No quiero desahogarme aquí de todas mis dudas. Hay poco espacio, no es por otra razón. Pero las tengo, vive Dios, y tan numerosas como musculadas. Qué tenacidad la suya en hurtarme cualquier certeza¿Acaso no puedo concederme un día libre?

La caída ha sido vertiginosa. Luego os daré algún detalle de cómo se ha producido, por qué y sobre todo a raíz de qué entramado casual, imperfecto e inconveniente de circunstancias se ha llegado al punto de caerse. En este caso tirarse: la caída ha sido espeluznante. La actividad, la cosa, tramada a causa de una jornada de vacaciones por decreto, consistía en subir muy alto en un avión —pero muy alto: con mascarillas, que es decirlo todo— y luego dejarse caer sobre un océano de nubes. Caída libre hacia un infinito del revés. A lo mejor no había tantas nubes como olas en el mar, pero había muchas. Yo qué sé la velocidad que habremos alcanzado al cabo de unos segundos (y el Simca Rallye parado, mirándome a los ojos con esos faros suyos muertos, siquiera le quedan intactas las cuencas). Tal vez 80 metros por segundo, o más. Una pasada.

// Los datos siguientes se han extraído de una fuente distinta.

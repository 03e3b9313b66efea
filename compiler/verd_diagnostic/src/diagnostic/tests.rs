use pretty_assertions::assert_eq;

use super::*;

#[test]
fn test_diagnostic_builder() {
    let diag = DiagnosticInfo::error(ErrorCode::E1001)
        .at(4, 3)
        .with_arg("`;`")
        .with_arg("`)`");

    assert_eq!(diag.code, ErrorCode::E1001);
    assert!(diag.is_error());
    assert!(!diag.is_warning());
    assert_eq!(diag.offset, 4);
    assert_eq!(diag.width, 3);
    assert_eq!(diag.end(), 7);
    assert_eq!(diag.args, vec!["`;`".to_string(), "`)`".to_string()]);
}

#[test]
fn test_new_uses_code_severity() {
    assert_eq!(DiagnosticInfo::new(ErrorCode::E0001).severity, Severity::Error);
    assert_eq!(DiagnosticInfo::new(ErrorCode::W1001).severity, Severity::Warning);
    assert!(DiagnosticInfo::warning(ErrorCode::E2002).is_warning());
}

#[test]
fn test_severity_order() {
    assert!(Severity::Error > Severity::Warning);
    assert!(Severity::Warning > Severity::Info);
    assert!(Severity::Info > Severity::Hidden);
}

#[test]
fn test_display() {
    let diag = DiagnosticInfo::error(ErrorCode::E1003).at(10, 1).with_arg("(");
    assert_eq!(diag.to_string(), "error[E1003] @10+1: (");

    let bare = DiagnosticInfo::new(ErrorCode::W0001).at(0, 2);
    assert_eq!(bare.to_string(), "warning[W0001] @0+2");
}

#[test]
fn test_end_saturates() {
    let diag = DiagnosticInfo::new(ErrorCode::E0002).at(u32::MAX - 1, 10);
    assert_eq!(diag.end(), u32::MAX);
}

Lo que tienen estas sensaciones, si es que alguna vez se experimentan, es que de tan intensas que son uno necesita que cesen pronto. Se pone tanto empeño en ello, que cesan. Suelen cesar pronto en las máquinas de los parques de atracciones, ferias y otros escenarios del género, mayormente porque el precio de la entrada es para todos los bolsillos; la NASA tiene instalaciones más potentes. Pero ahora aceptad de frente que las tales sensaciones no cesan, y que no cesan; que hay problemillas para respirar y los pelos se erizan sin gobierno alguno, y que por los riñones sube un dolor intenso hasta la nuca, que la espalda se pone como una piedra y por la garganta apenas nos cabe el chillidito de un lechón, que en nada se parece al de un cordero lechal, pues éste en tales situaciones no dice ni mú: es el miedo puñetero, un miedo cerval a la pérdida de control definitiva. Pues fijaos cuánto pudo durar este calvario invertido (esta vez el run-run era cuesta abajo, dicho ello con todo el respeto a cualquier pendiente, y a cualquier otro relato) que llegado un punto del recorrido, ya en paz conmigo mismo y habiéndome disculpado con cuantos hubieran podido sentirse ofendidos por mí, llegué a la certeza serena de que estaba a punto de matarme.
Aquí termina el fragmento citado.